● **Exercise data**:
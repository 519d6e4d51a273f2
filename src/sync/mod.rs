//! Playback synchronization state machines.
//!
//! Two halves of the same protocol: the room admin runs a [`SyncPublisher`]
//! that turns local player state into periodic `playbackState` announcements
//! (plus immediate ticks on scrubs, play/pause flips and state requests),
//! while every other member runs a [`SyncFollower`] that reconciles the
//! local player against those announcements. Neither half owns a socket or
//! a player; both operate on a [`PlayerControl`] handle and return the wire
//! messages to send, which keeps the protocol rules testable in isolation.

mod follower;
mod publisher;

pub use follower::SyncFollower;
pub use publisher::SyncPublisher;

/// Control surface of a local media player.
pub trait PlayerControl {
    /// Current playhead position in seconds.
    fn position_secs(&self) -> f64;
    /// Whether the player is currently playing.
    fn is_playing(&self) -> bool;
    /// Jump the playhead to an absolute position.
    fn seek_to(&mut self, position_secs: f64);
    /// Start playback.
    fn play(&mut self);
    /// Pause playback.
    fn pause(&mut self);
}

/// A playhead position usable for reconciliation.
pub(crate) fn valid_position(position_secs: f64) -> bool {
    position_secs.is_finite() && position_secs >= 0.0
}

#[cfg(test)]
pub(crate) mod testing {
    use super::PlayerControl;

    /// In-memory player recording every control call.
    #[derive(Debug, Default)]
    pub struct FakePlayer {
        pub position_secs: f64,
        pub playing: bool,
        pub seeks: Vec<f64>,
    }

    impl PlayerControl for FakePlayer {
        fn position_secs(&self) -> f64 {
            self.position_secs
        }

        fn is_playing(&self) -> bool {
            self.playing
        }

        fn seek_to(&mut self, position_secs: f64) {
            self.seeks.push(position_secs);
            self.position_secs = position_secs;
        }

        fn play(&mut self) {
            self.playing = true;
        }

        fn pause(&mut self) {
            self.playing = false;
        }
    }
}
...
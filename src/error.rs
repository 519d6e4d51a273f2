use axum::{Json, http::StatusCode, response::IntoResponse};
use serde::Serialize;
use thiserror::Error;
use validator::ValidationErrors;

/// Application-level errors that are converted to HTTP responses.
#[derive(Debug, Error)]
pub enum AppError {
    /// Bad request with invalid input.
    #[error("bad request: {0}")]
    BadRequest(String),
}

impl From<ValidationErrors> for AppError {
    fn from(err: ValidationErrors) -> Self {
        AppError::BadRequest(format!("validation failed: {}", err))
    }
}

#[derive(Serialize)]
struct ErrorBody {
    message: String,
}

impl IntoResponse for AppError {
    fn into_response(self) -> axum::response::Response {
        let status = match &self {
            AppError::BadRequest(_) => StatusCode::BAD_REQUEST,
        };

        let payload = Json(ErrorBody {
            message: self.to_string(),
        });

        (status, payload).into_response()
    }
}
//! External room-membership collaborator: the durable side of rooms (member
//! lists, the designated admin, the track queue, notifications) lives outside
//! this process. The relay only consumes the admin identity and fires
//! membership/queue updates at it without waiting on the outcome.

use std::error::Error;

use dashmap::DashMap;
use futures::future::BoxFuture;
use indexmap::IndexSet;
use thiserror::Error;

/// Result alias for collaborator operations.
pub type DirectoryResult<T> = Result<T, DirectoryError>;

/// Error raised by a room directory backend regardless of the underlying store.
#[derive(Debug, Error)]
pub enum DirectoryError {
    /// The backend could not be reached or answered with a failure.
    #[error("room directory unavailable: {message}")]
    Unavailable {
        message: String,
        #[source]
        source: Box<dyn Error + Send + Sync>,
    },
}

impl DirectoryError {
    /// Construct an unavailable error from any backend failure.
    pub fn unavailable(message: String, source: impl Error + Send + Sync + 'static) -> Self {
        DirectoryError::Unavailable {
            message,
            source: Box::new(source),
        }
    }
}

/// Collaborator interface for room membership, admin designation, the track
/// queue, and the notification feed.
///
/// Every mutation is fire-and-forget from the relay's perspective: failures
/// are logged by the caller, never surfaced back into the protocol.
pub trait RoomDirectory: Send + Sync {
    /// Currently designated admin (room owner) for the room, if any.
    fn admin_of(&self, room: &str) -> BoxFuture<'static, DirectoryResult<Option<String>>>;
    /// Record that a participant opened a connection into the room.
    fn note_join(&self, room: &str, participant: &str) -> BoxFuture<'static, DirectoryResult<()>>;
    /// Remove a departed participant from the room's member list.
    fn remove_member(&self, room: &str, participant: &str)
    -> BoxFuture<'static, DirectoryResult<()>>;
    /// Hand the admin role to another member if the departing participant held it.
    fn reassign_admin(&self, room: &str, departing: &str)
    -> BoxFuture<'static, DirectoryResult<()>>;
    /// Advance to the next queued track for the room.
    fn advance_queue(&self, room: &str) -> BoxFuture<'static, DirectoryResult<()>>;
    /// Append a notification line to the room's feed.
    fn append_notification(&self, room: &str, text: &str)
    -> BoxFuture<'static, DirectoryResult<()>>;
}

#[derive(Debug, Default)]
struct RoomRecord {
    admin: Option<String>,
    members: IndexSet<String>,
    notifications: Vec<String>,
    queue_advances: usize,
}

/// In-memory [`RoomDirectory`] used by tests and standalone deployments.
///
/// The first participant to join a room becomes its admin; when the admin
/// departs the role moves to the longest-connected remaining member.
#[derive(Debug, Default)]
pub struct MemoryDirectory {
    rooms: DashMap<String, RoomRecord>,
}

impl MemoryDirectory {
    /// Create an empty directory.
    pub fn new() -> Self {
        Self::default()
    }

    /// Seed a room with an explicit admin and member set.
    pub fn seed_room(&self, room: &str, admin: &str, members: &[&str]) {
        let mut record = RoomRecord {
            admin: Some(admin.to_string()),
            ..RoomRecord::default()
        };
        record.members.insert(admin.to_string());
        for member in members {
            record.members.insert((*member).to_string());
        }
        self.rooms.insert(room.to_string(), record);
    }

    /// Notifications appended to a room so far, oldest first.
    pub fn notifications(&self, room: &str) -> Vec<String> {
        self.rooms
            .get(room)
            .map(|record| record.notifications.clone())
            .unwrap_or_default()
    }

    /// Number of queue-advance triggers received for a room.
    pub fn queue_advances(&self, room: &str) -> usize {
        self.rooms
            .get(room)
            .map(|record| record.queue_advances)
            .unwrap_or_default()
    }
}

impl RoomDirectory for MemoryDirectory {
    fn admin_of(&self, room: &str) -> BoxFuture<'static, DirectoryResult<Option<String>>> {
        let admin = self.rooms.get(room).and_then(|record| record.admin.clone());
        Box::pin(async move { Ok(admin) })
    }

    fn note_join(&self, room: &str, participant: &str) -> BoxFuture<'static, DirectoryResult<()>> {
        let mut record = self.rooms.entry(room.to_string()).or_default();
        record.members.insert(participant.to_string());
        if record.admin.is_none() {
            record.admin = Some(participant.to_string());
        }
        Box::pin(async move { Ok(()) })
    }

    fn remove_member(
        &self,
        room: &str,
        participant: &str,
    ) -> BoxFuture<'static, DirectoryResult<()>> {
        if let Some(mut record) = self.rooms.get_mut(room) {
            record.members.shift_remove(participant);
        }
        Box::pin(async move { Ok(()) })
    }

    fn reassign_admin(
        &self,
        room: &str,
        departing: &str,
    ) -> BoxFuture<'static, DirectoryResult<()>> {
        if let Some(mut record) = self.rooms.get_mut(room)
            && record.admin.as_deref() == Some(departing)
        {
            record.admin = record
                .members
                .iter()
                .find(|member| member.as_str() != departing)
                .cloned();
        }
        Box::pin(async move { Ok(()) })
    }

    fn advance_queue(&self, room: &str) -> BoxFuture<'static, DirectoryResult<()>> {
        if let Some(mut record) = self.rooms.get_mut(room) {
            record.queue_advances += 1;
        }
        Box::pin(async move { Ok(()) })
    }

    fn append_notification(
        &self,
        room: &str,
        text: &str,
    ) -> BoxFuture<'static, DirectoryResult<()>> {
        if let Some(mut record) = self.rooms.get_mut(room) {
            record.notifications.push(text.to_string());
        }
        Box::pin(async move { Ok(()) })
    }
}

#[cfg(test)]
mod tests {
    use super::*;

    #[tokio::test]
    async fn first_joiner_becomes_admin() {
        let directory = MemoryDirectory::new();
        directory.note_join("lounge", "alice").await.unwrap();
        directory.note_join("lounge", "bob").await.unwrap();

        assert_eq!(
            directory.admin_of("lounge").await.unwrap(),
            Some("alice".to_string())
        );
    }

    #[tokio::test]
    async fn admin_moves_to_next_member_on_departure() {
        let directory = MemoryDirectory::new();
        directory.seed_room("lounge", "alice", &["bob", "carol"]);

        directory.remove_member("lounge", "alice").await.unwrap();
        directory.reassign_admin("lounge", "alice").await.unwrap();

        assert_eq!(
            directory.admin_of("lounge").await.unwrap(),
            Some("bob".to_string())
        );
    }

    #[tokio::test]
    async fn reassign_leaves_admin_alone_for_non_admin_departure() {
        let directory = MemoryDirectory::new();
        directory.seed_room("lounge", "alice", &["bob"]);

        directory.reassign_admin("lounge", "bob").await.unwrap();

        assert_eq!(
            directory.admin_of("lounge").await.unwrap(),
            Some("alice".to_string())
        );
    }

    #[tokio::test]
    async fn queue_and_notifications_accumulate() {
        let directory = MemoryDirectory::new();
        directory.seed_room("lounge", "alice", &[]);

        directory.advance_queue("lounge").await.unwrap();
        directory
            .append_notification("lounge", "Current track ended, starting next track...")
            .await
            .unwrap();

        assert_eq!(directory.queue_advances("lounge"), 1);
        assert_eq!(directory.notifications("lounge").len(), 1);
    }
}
==
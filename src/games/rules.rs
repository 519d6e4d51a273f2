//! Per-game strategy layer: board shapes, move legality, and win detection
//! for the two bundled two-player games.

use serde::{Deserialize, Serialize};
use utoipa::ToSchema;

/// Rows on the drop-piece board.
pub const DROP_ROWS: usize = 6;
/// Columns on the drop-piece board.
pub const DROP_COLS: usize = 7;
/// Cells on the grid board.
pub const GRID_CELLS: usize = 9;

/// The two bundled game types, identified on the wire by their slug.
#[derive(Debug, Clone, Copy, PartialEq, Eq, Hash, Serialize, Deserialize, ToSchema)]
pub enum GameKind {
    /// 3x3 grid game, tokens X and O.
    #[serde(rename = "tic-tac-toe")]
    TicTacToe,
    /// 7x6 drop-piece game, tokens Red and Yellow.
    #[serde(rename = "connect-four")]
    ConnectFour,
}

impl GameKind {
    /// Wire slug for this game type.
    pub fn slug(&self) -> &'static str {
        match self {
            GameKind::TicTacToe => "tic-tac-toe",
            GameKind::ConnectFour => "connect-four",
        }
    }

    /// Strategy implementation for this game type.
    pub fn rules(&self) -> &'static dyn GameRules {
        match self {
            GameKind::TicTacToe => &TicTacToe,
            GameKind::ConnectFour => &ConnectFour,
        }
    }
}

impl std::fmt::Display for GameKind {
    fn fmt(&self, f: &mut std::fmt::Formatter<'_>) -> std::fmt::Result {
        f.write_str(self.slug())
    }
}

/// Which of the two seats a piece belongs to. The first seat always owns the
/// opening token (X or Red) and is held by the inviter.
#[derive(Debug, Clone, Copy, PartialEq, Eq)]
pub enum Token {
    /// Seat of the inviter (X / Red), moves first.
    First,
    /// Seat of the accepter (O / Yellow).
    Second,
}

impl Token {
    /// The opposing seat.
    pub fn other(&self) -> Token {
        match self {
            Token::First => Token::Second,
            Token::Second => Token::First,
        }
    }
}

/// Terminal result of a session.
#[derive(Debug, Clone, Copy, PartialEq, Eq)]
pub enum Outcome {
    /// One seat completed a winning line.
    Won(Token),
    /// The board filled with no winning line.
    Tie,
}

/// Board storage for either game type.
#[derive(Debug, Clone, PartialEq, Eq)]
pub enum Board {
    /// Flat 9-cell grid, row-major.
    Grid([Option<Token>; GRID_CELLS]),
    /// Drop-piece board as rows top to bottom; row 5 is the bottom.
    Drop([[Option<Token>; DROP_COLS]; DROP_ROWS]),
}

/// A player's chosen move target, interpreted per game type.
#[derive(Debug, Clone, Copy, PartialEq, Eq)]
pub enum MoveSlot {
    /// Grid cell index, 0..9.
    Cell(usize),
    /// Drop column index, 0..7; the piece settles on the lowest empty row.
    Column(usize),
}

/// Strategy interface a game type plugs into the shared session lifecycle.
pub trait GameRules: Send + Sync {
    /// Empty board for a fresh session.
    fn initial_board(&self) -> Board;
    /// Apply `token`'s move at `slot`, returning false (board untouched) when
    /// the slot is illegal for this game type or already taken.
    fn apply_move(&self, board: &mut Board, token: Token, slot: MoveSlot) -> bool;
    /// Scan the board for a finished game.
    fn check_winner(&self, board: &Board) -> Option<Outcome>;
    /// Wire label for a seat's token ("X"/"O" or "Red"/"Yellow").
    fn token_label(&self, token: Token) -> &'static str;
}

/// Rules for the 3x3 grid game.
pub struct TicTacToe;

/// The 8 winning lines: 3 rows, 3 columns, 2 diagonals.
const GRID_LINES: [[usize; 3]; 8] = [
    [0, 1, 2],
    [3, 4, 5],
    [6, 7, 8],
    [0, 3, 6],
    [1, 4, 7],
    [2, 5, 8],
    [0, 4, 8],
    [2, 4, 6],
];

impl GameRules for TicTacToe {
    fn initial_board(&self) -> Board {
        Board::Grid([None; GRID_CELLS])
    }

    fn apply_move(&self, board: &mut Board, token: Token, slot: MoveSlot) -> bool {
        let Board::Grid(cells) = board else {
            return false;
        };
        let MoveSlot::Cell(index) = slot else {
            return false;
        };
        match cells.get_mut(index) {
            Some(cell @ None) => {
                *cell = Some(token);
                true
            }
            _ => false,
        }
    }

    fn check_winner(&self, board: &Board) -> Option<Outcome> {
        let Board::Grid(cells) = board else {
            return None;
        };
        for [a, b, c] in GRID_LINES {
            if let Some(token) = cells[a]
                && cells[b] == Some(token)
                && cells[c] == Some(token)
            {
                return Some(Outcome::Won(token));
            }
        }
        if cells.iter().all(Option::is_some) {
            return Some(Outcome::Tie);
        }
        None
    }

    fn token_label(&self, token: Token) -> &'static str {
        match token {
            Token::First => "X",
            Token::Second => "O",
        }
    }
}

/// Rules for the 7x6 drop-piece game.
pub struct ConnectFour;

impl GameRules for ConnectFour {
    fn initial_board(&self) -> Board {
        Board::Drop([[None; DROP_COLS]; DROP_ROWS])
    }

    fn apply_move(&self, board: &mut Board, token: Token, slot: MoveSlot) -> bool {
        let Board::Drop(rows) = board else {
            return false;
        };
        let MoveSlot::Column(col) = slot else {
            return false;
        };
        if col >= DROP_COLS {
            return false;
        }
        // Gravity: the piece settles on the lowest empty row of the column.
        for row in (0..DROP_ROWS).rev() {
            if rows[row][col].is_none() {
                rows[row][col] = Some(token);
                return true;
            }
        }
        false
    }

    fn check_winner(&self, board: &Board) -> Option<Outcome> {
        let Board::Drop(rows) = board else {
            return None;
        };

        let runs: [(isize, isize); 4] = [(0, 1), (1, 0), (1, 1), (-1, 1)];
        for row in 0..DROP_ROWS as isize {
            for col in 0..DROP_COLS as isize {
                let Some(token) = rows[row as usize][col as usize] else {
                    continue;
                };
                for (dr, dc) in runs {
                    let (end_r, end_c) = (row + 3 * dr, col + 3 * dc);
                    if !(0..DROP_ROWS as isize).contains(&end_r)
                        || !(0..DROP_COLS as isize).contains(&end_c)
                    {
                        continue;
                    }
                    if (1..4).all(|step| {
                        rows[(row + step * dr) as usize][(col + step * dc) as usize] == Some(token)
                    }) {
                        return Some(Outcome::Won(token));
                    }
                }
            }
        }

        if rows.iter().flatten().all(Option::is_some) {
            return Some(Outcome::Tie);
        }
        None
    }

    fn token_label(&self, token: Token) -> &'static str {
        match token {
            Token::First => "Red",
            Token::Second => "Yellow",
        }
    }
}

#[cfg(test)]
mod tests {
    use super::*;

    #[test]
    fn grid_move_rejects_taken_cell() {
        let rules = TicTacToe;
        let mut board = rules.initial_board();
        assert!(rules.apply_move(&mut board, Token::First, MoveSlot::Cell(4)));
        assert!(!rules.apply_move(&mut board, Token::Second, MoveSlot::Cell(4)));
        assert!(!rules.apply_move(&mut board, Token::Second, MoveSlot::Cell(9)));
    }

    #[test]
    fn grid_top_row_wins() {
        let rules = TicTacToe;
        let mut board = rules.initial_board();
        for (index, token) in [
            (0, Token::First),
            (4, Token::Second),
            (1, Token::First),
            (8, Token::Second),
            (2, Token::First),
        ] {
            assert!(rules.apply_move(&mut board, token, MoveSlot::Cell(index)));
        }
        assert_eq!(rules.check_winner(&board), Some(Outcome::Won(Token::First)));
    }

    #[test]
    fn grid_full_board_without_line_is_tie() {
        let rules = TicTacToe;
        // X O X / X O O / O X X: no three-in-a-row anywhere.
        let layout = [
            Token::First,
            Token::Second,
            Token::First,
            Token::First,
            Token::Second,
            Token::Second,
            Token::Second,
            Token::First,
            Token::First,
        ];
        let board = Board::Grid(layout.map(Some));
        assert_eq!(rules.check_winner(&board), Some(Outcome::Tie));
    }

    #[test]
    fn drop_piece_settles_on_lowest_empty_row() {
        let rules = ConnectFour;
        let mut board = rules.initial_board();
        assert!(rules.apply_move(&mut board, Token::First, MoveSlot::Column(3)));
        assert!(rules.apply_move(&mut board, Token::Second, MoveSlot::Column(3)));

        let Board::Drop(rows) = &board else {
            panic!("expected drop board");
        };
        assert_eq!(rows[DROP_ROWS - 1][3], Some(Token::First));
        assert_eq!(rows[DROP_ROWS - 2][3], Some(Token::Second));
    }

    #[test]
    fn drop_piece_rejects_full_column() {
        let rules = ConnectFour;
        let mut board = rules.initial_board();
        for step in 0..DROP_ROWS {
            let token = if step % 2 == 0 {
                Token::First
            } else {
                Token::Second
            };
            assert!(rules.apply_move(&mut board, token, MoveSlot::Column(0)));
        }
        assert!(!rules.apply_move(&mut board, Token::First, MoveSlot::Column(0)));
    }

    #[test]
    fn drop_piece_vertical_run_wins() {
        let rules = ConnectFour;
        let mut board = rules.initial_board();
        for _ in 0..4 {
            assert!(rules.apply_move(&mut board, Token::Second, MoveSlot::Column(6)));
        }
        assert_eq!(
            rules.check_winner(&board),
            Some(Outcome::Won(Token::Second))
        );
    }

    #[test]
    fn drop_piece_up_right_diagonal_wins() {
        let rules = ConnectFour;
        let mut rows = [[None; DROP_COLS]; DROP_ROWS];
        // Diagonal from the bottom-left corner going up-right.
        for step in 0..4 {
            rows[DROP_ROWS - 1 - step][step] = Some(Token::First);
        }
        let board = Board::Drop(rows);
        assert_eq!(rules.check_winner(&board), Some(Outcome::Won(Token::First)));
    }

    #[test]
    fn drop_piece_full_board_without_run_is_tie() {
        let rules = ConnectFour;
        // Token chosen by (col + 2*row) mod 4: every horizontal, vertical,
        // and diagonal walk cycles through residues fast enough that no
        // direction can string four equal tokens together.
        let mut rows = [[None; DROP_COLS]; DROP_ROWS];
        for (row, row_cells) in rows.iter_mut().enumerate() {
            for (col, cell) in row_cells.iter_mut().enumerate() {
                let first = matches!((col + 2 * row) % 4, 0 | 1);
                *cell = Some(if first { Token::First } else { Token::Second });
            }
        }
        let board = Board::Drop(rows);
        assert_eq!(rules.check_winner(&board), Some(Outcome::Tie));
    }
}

● **Directions**: Of the lines above, copy each that contains "track".

● **Task result**:
//! lists, the designated admin, the track queue, notifications) lives outside
/// Collaborator interface for room membership, admin designation, the track
    /// Advance to the next queued track for the room.
            .append_notification("lounge", "Current track ended, starting next track...")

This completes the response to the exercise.